For every line in the data below, check for the word "SocketAddr", then state how many lines have it. Answer with the number only.

Stored entries:
-*-*-
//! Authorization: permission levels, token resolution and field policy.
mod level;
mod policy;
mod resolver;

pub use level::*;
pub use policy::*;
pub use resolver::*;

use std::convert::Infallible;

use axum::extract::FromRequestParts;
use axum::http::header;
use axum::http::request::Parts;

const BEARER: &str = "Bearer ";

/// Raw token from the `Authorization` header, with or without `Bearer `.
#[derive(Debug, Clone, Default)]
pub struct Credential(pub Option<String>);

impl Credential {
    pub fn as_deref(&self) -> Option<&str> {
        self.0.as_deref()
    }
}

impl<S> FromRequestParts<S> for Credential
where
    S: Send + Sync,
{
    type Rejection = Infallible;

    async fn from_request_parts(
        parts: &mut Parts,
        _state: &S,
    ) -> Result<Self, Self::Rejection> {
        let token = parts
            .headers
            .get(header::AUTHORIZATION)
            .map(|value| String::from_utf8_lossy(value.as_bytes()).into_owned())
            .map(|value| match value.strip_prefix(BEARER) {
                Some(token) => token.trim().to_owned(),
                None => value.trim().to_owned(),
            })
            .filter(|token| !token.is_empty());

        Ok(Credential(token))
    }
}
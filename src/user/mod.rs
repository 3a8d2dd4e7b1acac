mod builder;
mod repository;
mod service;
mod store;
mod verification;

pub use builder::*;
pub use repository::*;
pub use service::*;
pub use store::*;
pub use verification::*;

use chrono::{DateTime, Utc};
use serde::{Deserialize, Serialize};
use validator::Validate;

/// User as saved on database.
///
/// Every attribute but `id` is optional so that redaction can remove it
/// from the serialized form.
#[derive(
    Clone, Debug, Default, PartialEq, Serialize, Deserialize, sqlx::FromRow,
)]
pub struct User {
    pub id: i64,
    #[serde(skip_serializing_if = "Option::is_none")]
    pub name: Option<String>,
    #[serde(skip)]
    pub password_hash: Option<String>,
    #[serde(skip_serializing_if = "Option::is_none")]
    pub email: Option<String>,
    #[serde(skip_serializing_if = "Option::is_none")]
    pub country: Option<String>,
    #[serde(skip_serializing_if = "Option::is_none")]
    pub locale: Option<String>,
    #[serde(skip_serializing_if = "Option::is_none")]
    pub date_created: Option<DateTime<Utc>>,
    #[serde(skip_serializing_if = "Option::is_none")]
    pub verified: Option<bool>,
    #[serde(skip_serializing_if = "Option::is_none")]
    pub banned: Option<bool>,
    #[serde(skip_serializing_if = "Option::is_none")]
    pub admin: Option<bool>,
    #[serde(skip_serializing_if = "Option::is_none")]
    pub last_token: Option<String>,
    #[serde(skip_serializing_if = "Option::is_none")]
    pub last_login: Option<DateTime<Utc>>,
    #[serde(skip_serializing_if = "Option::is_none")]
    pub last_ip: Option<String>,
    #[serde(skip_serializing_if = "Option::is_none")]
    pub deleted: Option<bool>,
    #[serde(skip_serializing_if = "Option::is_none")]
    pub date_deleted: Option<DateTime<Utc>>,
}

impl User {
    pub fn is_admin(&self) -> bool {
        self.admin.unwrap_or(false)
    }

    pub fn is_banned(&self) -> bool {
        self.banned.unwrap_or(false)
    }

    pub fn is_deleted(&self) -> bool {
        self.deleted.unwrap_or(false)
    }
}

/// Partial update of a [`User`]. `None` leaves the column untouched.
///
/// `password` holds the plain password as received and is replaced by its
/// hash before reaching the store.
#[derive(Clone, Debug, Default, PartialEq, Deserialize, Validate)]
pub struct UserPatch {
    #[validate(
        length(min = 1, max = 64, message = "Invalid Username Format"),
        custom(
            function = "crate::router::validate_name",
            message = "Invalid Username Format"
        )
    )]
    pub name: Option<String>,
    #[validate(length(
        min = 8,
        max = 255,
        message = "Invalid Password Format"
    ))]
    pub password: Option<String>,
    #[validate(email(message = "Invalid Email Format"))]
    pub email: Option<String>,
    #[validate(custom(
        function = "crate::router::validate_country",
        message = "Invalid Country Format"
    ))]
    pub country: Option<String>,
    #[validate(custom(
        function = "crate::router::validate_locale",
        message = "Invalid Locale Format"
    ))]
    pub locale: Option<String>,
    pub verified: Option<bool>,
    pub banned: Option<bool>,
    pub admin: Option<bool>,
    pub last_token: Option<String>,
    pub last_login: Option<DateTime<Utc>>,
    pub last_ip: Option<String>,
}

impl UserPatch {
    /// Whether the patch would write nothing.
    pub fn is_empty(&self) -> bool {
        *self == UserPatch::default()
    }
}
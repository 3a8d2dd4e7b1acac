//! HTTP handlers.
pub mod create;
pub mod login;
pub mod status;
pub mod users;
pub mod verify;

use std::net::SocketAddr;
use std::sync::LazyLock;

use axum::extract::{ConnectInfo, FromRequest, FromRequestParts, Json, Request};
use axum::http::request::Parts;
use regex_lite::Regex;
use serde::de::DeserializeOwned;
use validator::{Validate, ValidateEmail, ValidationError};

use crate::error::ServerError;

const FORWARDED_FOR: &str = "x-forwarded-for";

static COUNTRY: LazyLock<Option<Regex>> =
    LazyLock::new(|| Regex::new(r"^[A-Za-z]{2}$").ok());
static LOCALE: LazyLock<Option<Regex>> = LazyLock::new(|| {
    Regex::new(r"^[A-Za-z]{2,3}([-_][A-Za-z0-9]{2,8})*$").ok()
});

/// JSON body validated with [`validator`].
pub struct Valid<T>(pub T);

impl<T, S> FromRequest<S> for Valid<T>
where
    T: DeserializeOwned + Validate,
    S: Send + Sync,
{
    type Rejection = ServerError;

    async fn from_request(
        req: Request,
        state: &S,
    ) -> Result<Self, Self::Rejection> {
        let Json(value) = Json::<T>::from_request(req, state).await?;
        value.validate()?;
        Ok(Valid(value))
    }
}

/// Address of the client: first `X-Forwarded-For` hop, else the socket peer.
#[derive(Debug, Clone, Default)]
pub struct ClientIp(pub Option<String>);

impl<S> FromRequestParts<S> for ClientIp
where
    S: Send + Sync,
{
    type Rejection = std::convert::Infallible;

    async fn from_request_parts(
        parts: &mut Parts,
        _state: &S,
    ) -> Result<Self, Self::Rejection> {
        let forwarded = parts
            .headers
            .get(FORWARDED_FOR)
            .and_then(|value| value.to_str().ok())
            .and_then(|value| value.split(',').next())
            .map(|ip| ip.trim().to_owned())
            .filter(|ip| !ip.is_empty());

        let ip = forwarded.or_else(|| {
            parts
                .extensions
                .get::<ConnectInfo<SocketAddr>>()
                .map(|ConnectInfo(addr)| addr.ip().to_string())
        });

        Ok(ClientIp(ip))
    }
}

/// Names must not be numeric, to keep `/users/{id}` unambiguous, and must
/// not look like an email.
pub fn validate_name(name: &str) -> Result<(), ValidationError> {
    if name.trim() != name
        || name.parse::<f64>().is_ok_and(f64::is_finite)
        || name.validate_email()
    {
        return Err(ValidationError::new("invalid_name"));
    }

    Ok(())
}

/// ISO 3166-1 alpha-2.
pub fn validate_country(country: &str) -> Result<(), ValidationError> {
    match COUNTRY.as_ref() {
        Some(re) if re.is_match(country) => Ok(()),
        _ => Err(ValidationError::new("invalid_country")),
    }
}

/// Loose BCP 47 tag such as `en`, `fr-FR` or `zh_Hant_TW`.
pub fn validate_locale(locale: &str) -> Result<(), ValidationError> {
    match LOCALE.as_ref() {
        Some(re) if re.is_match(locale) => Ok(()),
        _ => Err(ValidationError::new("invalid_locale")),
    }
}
-*-*-
**TASK RESULT**:
2